=== Begin Enclosure ===

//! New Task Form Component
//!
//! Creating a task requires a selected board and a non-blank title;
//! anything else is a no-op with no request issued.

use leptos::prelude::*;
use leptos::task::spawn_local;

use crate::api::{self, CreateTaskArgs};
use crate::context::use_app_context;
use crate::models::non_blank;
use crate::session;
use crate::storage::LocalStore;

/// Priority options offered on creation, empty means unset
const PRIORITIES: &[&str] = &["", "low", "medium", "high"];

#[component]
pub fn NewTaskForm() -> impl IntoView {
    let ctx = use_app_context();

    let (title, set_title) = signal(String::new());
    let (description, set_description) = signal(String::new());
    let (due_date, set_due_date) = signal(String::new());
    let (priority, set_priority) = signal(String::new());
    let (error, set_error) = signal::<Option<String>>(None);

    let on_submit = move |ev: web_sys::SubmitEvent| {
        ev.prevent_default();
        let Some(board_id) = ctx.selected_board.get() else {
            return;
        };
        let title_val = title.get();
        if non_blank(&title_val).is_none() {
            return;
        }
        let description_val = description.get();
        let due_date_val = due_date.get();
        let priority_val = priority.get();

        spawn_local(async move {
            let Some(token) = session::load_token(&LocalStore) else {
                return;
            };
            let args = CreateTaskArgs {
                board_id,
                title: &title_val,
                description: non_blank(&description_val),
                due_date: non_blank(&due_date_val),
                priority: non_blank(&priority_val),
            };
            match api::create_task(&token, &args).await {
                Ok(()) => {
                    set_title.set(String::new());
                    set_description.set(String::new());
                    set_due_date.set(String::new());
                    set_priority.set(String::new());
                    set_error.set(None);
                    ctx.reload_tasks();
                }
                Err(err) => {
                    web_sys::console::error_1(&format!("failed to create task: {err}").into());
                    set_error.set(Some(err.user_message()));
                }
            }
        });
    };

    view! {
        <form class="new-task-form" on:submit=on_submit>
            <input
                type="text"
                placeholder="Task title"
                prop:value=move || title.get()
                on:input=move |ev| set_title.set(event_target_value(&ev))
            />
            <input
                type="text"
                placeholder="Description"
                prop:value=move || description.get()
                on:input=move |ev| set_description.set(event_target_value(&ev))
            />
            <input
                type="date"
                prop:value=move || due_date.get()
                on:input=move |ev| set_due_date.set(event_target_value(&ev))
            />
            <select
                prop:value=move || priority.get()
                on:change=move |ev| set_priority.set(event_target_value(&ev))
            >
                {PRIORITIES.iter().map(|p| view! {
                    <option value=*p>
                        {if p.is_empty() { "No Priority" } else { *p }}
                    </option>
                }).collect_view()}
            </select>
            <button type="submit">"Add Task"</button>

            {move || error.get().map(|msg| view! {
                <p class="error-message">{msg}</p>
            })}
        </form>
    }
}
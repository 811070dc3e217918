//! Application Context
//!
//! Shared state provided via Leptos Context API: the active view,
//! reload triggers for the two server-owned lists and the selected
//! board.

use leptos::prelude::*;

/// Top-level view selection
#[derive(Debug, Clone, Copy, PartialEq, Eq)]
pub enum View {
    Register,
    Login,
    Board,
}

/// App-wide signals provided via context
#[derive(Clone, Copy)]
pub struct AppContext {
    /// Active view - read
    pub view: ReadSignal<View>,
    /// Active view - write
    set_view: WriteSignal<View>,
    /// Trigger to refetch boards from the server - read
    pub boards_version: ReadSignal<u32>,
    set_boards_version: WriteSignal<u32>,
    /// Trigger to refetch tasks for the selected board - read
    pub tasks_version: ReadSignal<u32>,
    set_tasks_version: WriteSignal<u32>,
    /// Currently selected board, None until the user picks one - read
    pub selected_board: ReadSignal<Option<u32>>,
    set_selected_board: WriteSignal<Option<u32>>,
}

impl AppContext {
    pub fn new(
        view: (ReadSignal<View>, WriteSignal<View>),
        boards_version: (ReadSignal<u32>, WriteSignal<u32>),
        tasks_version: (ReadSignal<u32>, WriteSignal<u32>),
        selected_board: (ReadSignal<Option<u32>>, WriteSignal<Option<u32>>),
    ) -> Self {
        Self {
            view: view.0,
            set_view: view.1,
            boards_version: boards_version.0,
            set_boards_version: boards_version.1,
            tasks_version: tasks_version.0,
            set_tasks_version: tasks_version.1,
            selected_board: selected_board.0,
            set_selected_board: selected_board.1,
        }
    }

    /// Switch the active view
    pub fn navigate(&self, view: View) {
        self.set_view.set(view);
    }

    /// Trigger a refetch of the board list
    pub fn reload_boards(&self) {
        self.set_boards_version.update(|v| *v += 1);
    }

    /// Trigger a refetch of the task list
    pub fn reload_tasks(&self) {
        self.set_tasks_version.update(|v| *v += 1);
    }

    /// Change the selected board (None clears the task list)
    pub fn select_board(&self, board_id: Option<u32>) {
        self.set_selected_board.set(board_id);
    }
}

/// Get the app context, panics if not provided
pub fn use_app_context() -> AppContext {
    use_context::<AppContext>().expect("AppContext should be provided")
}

=== End Enclosure ===

* [Work order]: Beginning at the top of the data, extract each line through the line containing "use crate::context::use_app_context;" and return those lines exactly, with nothing added.

* [Exercise result]:
//! New Task Form Component
//!
//! Creating a task requires a selected board and a non-blank title;
//! anything else is a no-op with no request issued.

use leptos::prelude::*;
use leptos::task::spawn_local;

use crate::api::{self, CreateTaskArgs};
use crate::context::use_app_context;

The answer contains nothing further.